I don’t know about you, but small talk often drives me crazy. It goes something like:

“Hey, how are you?”

“Great, how are you?”

“Fine, you?”

“The same. What’s new?”

“Oh, you know, working hard, not playing enough. You?”

“Things are great. Just got a new Lexus.”

“Really, that’s great.”

“Well, great to see you.”

“Yeah, great to see you and catch up.”

I’ve often said that I’d rather endure a mild form of torture than be tortured by inane conversations, such as this example.

Our shared experiences, pains, and possibilities are a much richer tapestry from which to draw from when it comes to conversations. Every dialogue is an opportunity to connect deeply, share generously, and learn and grow from the experiences of others. This could be at a dinner party during the holidays or a chat over coffee in the breakroom.

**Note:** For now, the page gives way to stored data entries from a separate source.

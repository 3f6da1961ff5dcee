//! Report types, their template field vocabularies and the context
//! assembler that fills them.

pub mod assembler;
pub mod context;
pub mod fields;
pub mod layout;

pub use assembler::{compile, AssetRecord, CampaignRecord, CompileInputs, FormConfiguration};
pub use context::{ContextValue, ReportContext};
pub use fields::{vocabulary, FieldId, FIELD_VOCABULARY_VERSION};
pub use layout::{layout_for, LayoutEntry, ParameterScope, Section};

use clap::ValueEnum;
use serde::{Deserialize, Serialize};
use std::fmt;

/// The three monitoring reports. All share one compiler and differ only in
/// their profile and layout.
#[derive(Debug, Clone, Copy, PartialEq, Eq, Hash, Serialize, Deserialize, ValueEnum)]
pub enum ReportType {
    /// Surface water quality
    #[serde(rename = "qag")]
    #[value(name = "qag")]
    SurfaceWater,
    /// Groundwater quality
    #[serde(rename = "qags")]
    #[value(name = "qags")]
    Groundwater,
    /// Sediment quality
    #[serde(rename = "qsd")]
    #[value(name = "qsd")]
    Sediment,
}

impl ReportType {
    pub const ALL: [ReportType; 3] = [
        ReportType::SurfaceWater,
        ReportType::Groundwater,
        ReportType::Sediment,
    ];

    /// Short code used in object keys, the registry and the CLI.
    pub fn code(self) -> &'static str {
        match self {
            ReportType::SurfaceWater => "qag",
            ReportType::Groundwater => "qags",
            ReportType::Sediment => "qsd",
        }
    }
}

impl fmt::Display for ReportType {
    fn fmt(&self, f: &mut fmt::Formatter<'_>) -> fmt::Result {
        f.write_str(self.code())
    }
}

#[cfg(test)]
mod tests {
    use super::*;

    #[test]
    fn codes_round_trip_through_serde() {
        for report in ReportType::ALL {
            let json = serde_json::to_string(&report).unwrap();
            assert_eq!(json, format!("\"{}\"", report.code()));
            let back: ReportType = serde_json::from_str(&json).unwrap();
            assert_eq!(back, report);
        }
    }
}
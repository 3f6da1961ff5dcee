//! Chart synthesis.
//!
//! Every chart is rendered to an in-memory PNG. Titles, legends and the
//! "no numeric limit" annotation travel next to the pixels as metadata so
//! the document template can typeset them. Synthesis only reads the
//! sample set.

pub mod canvas;
pub mod comparison;
pub mod composition;
pub mod trend;

pub use comparison::{comparison_charts, ComparisonSeries};
pub use composition::composition_chart;
pub use trend::trend_charts;

use base64::engine::general_purpose::STANDARD;
use base64::Engine;
use image::Rgb;
use serde::ser::SerializeStruct;
use serde::{Serialize, Serializer};

pub const CHART_WIDTH: u32 = 1200;
pub const CHART_HEIGHT: u32 = 600;

/// Series colors for the three strata, then the reference lines.
pub const STRATUM_COLORS: [Rgb<u8>; 3] =
    [Rgb([0, 114, 178]), Rgb([230, 159, 0]), Rgb([0, 158, 115])];
pub const MEAN_TOTAL_COLOR: Rgb<u8> = Rgb([86, 180, 233]);
pub const MEAN_POINT_COLOR: Rgb<u8> = Rgb([128, 128, 0]);
pub const LIMIT_COLOR: Rgb<u8> = Rgb([255, 0, 0]);
pub const SERIES_COLOR: Rgb<u8> = Rgb([31, 119, 180]);
pub const TREND_MEAN_COLOR: Rgb<u8> = Rgb([0, 0, 255]);

#[derive(Debug, Clone, PartialEq, Eq, Serialize)]
pub struct LegendEntry {
    pub label: String,
    pub color: String,
}

impl LegendEntry {
    pub fn new(label: impl Into<String>, color: Rgb<u8>) -> Self {
        Self {
            label: label.into(),
            color: hex_color(color),
        }
    }
}

/// One rendered chart.
#[derive(Debug, Clone, PartialEq)]
pub struct ChartArtifact {
    pub title: String,
    pub width: u32,
    pub height: u32,
    pub png: Vec<u8>,
    pub legend: Vec<LegendEntry>,
    /// Caption shown under the chart, e.g. when no numeric limit applies
    pub annotation: Option<String>,
}

impl ChartArtifact {
    pub fn png_base64(&self) -> String {
        STANDARD.encode(&self.png)
    }
}

impl Serialize for ChartArtifact {
    fn serialize<S: Serializer>(&self, serializer: S) -> Result<S::Ok, S::Error> {
        let mut state = serializer.serialize_struct("ChartArtifact", 6)?;
        state.serialize_field("title", &self.title)?;
        state.serialize_field("width", &self.width)?;
        state.serialize_field("height", &self.height)?;
        state.serialize_field("png_base64", &self.png_base64())?;
        state.serialize_field("legend", &self.legend)?;
        state.serialize_field("annotation", &self.annotation)?;
        state.end()
    }
}

/// Parse a `#rrggbb` color.
pub fn parse_hex_color(text: &str) -> Option<Rgb<u8>> {
    let hex = text.trim().strip_prefix('#')?;
    if hex.len() != 6 || !hex.is_ascii() {
        return None;
    }
    let channel = |range: std::ops::Range<usize>| u8::from_str_radix(&hex[range], 16).ok();
    Some(Rgb([channel(0..2)?, channel(2..4)?, channel(4..6)?]))
}

pub fn hex_color(color: Rgb<u8>) -> String {
    let [r, g, b] = color.0;
    format!("#{:02x}{:02x}{:02x}", r, g, b)
}

/// Whether any pixel of the encoded chart inside the given ranges is not
/// white.
#[cfg(test)]
pub(crate) fn has_ink(png: &[u8], xs: std::ops::Range<u32>, ys: std::ops::Range<u32>) -> bool {
    let image = image::load_from_memory(png).unwrap().to_rgb8();
    ys.flat_map(|y| xs.clone().map(move |x| (x, y)))
        .any(|(x, y)| *image.get_pixel(x, y) != canvas::WHITE)
}
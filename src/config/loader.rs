use std::fs;
use std::io::{BufReader, Read};
use std::path::{Path, PathBuf};

use super::core::AppConfig;

pub const CONFIG_FILE_NAME: &str = ".monitoring-report.toml";

/// Pure function to read config file contents
pub(crate) fn read_config_file(path: &Path) -> Result<String, std::io::Error> {
    let file = fs::File::open(path)?;
    let mut reader = BufReader::new(file);
    let mut contents = String::new();
    reader.read_to_string(&mut contents)?;
    Ok(contents)
}

/// Pure function to parse and validate config from TOML string
pub fn parse_and_validate_config(contents: &str) -> Result<AppConfig, String> {
    let config = toml::from_str::<AppConfig>(contents)
        .map_err(|e| format!("Failed to parse {}: {}", CONFIG_FILE_NAME, e))?;

    config
        .report
        .offset()
        .map_err(|e| format!("Invalid {}: {}", CONFIG_FILE_NAME, e))?;

    Ok(config)
}

/// Try loading config from a specific path
pub(crate) fn try_load_config_from_path(config_path: &Path) -> Option<AppConfig> {
    let contents = match read_config_file(config_path) {
        Ok(contents) => contents,
        Err(e) => {
            handle_read_error(config_path, &e);
            return None;
        }
    };

    match parse_and_validate_config(&contents) {
        Ok(config) => {
            tracing::debug!("Loaded config from {}", config_path.display());
            Some(config)
        }
        Err(e) => {
            tracing::warn!("{}. Using defaults.", e);
            None
        }
    }
}

/// Handle file read errors with appropriate logging
pub(crate) fn handle_read_error(config_path: &Path, error: &std::io::Error) {
    // Only log actual errors, not "file not found"
    if error.kind() != std::io::ErrorKind::NotFound {
        tracing::warn!(
            "Failed to read config file {}: {}",
            config_path.display(),
            error
        );
    }
}

/// Pure function to generate directory ancestors up to a depth limit
pub fn directory_ancestors(start: PathBuf, max_depth: usize) -> impl Iterator<Item = PathBuf> {
    std::iter::successors(Some(start), |dir| {
        let mut parent = dir.clone();
        if parent.pop() {
            Some(parent)
        } else {
            None
        }
    })
    .take(max_depth)
}

/// Candidate config files: the working directory and its ancestors, then
/// the user's config directory.
pub fn config_candidates(start: PathBuf, max_depth: usize) -> Vec<PathBuf> {
    directory_ancestors(start, max_depth)
        .map(|dir| dir.join(CONFIG_FILE_NAME))
        .chain(dirs::config_dir().map(|dir| dir.join("monitoring-report").join("config.toml")))
        .collect()
}

/// Load an explicit config file, or search for one. Falls back to defaults.
pub fn load_config(explicit: Option<&Path>) -> AppConfig {
    const MAX_TRAVERSAL_DEPTH: usize = 10;

    if let Some(path) = explicit {
        return try_load_config_from_path(path).unwrap_or_default();
    }

    let current = match std::env::current_dir() {
        Ok(dir) => dir,
        Err(e) => {
            tracing::warn!(
                "Failed to get current directory: {}. Using default config.",
                e
            );
            return AppConfig::default();
        }
    };

    config_candidates(current, MAX_TRAVERSAL_DEPTH)
        .iter()
        .find_map(|path| try_load_config_from_path(path))
        .unwrap_or_else(|| {
            tracing::debug!("No config found. Using default config.");
            AppConfig::default()
        })
}
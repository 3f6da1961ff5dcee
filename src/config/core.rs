use super::labels::DisplayLabels;
use crate::errors::{Error, Result};
use chrono::FixedOffset;
use serde::{Deserialize, Serialize};
use std::path::PathBuf;

/// Root configuration structure, read from `.monitoring-report.toml`
#[derive(Debug, Clone, Serialize, Deserialize, Default, PartialEq)]
pub struct AppConfig {
    /// Report-wide settings
    #[serde(default)]
    pub report: ReportSettings,

    /// Display vocabulary used in cells and captions
    #[serde(default)]
    pub labels: DisplayLabels,

    /// Where generated documents are stored
    #[serde(default)]
    pub storage: StorageSettings,

    /// Audit registry configuration
    #[serde(default)]
    pub registry: RegistrySettings,

    /// Filesystem data source configuration
    #[serde(default)]
    pub data: DataSettings,
}

#[derive(Debug, Clone, Serialize, Deserialize, PartialEq)]
pub struct ReportSettings {
    /// City printed in the report's place-and-date line
    #[serde(default = "default_city")]
    pub city: String,

    /// Offset from UTC, in hours, for generation dates and object keys
    #[serde(default = "default_utc_offset_hours")]
    pub utc_offset_hours: i32,
}

impl Default for ReportSettings {
    fn default() -> Self {
        Self {
            city: default_city(),
            utc_offset_hours: default_utc_offset_hours(),
        }
    }
}

impl ReportSettings {
    pub fn offset(&self) -> Result<FixedOffset> {
        FixedOffset::east_opt(self.utc_offset_hours * 3600).ok_or_else(|| {
            Error::config(format!(
                "utc_offset_hours {} is out of range",
                self.utc_offset_hours
            ))
        })
    }
}

fn default_city() -> String {
    "Florianópolis".to_string()
}

fn default_utc_offset_hours() -> i32 {
    -3
}

#[derive(Debug, Clone, Serialize, Deserialize, PartialEq)]
pub struct StorageSettings {
    /// Directory that receives uploaded documents
    #[serde(default = "default_storage_root")]
    pub root: PathBuf,

    /// Base of the public URL returned for stored documents
    #[serde(default = "default_public_base_url")]
    pub public_base_url: String,
}

impl Default for StorageSettings {
    fn default() -> Self {
        Self {
            root: default_storage_root(),
            public_base_url: default_public_base_url(),
        }
    }
}

fn default_storage_root() -> PathBuf {
    PathBuf::from("reports")
}

fn default_public_base_url() -> String {
    "file://reports".to_string()
}

#[derive(Debug, Clone, Serialize, Deserialize, PartialEq)]
pub struct RegistrySettings {
    /// JSON-lines file that records every generated report
    #[serde(default = "default_registry_path")]
    pub path: PathBuf,
}

impl Default for RegistrySettings {
    fn default() -> Self {
        Self {
            path: default_registry_path(),
        }
    }
}

fn default_registry_path() -> PathBuf {
    PathBuf::from("reports/registry.jsonl")
}

#[derive(Debug, Clone, Serialize, Deserialize, PartialEq)]
pub struct DataSettings {
    /// Root of the `assets/`, `configurations/` and `campaigns/` trees
    #[serde(default = "default_data_root")]
    pub root: PathBuf,
}

impl Default for DataSettings {
    fn default() -> Self {
        Self {
            root: default_data_root(),
        }
    }
}

fn default_data_root() -> PathBuf {
    PathBuf::from("data")
}
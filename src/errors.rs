//! Shared error types for report compilation and generation.
//!
//! Only conditions that stop a report are errors. A parameter value or a
//! threshold that cannot be read as a number is data, not an error: it
//! surfaces as [`Verdict::Unknown`](crate::compliance::Verdict) or as an
//! empty statistic.

use std::fmt;
use std::path::PathBuf;
use thiserror::Error;

/// Entities a collaborator may fail to find.
#[derive(Debug, Clone, Copy, PartialEq, Eq)]
pub enum Entity {
    Asset,
    FormConfiguration,
    Campaign,
    Profile,
}

impl fmt::Display for Entity {
    fn fmt(&self, f: &mut fmt::Formatter<'_>) -> fmt::Result {
        let name = match self {
            Entity::Asset => "asset",
            Entity::FormConfiguration => "form configuration",
            Entity::Campaign => "campaign",
            Entity::Profile => "report profile",
        };
        f.write_str(name)
    }
}

/// Main error type for report operations
#[derive(Debug, Error)]
pub enum Error {
    /// A required record does not exist; terminal for the whole request
    #[error("{entity} not found: {key}")]
    NotFound { entity: Entity, key: String },

    /// Invalid or inconsistent configuration / profile data
    #[error("Configuration error: {0}")]
    Configuration(String),

    /// Chart synthesis errors
    #[error("Chart error: {0}")]
    Chart(String),

    /// The external templating engine rejected the context
    #[error("Render error: {0}")]
    Render(String),

    /// Upload to the storage sink failed
    #[error("Storage error: {0}")]
    Storage(String),

    /// Writing the audit record failed
    #[error("Registry error: {0}")]
    Registry(String),

    /// A context key outside the report's field vocabulary
    #[error("Field {field} is not part of the {report} vocabulary")]
    UnknownField { report: String, field: String },

    /// Generic errors with context
    #[error("{context}: {message}")]
    WithContext { context: String, message: String },

    /// File system errors with the offending path
    #[error("File system error: {message} ({})", path.display())]
    FileSystem {
        message: String,
        path: PathBuf,
        #[source]
        source: std::io::Error,
    },

    #[error(transparent)]
    Image(#[from] image::ImageError),

    #[error(transparent)]
    Io(#[from] std::io::Error),

    #[error(transparent)]
    Json(#[from] serde_json::Error),

    #[error(transparent)]
    TomlDe(#[from] toml::de::Error),

    #[error(transparent)]
    TomlSer(#[from] toml::ser::Error),
}

impl Error {
    pub fn not_found(entity: Entity, key: impl Into<String>) -> Self {
        Self::NotFound {
            entity,
            key: key.into(),
        }
    }

    pub fn config(message: impl Into<String>) -> Self {
        Self::Configuration(message.into())
    }

    /// Create a file system error with path context
    pub fn file_system(
        message: impl Into<String>,
        path: impl Into<PathBuf>,
        source: std::io::Error,
    ) -> Self {
        Self::FileSystem {
            message: message.into(),
            path: path.into(),
            source,
        }
    }

    /// Add context to an error
    pub fn with_context(self, context: impl Into<String>) -> Self {
        Self::WithContext {
            context: context.into(),
            message: self.to_string(),
        }
    }

    pub fn is_not_found(&self) -> bool {
        matches!(self, Self::NotFound { .. })
    }

    /// Short stable category name, used in logs and CLI messages.
    pub fn category(&self) -> &'static str {
        match self {
            Self::NotFound { .. } => "not-found",
            Self::Configuration(_) | Self::TomlDe(_) | Self::TomlSer(_) => "config",
            Self::Chart(_) | Self::Image(_) => "chart",
            Self::Render(_) => "render",
            Self::Storage(_) => "storage",
            Self::Registry(_) => "registry",
            Self::UnknownField { .. } => "vocabulary",
            Self::WithContext { .. } => "error",
            Self::FileSystem { .. } | Self::Io(_) => "io",
            Self::Json(_) => "json",
        }
    }
}

/// Result type alias using our error type
pub type Result<T> = std::result::Result<T, Error>;

/// Extension trait for adding context to Results
pub trait ResultExt<T> {
    /// Add context to an error
    fn context(self, context: impl Into<String>) -> Result<T>;
}

impl<T> ResultExt<T> for Result<T> {
    fn context(self, context: impl Into<String>) -> Result<T> {
        self.map_err(|e| e.with_context(context))
    }
}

Practitioners of Radical Accountability embrace conversations as an opportunity to make meaningful connections instead of treating them as superficial, drive-by “shooting offs at the mouth.”

Does this mean you have to spill your guts every time you speak with someone? Of course not. I’m suggesting that every opportunity for human connection is our chance to make a positive contribution to one another that is mutually beneficial.

This Week’s Radical Accountability Activating Action: Engage in more Big Talk by treating every dialogue as an opportunity to make a meaningful connection with your fellow human beings. Even if it’s just a brief conversation, ask yourself, “What can I offer or contribute to this person based upon what I’m hearing from him or her?”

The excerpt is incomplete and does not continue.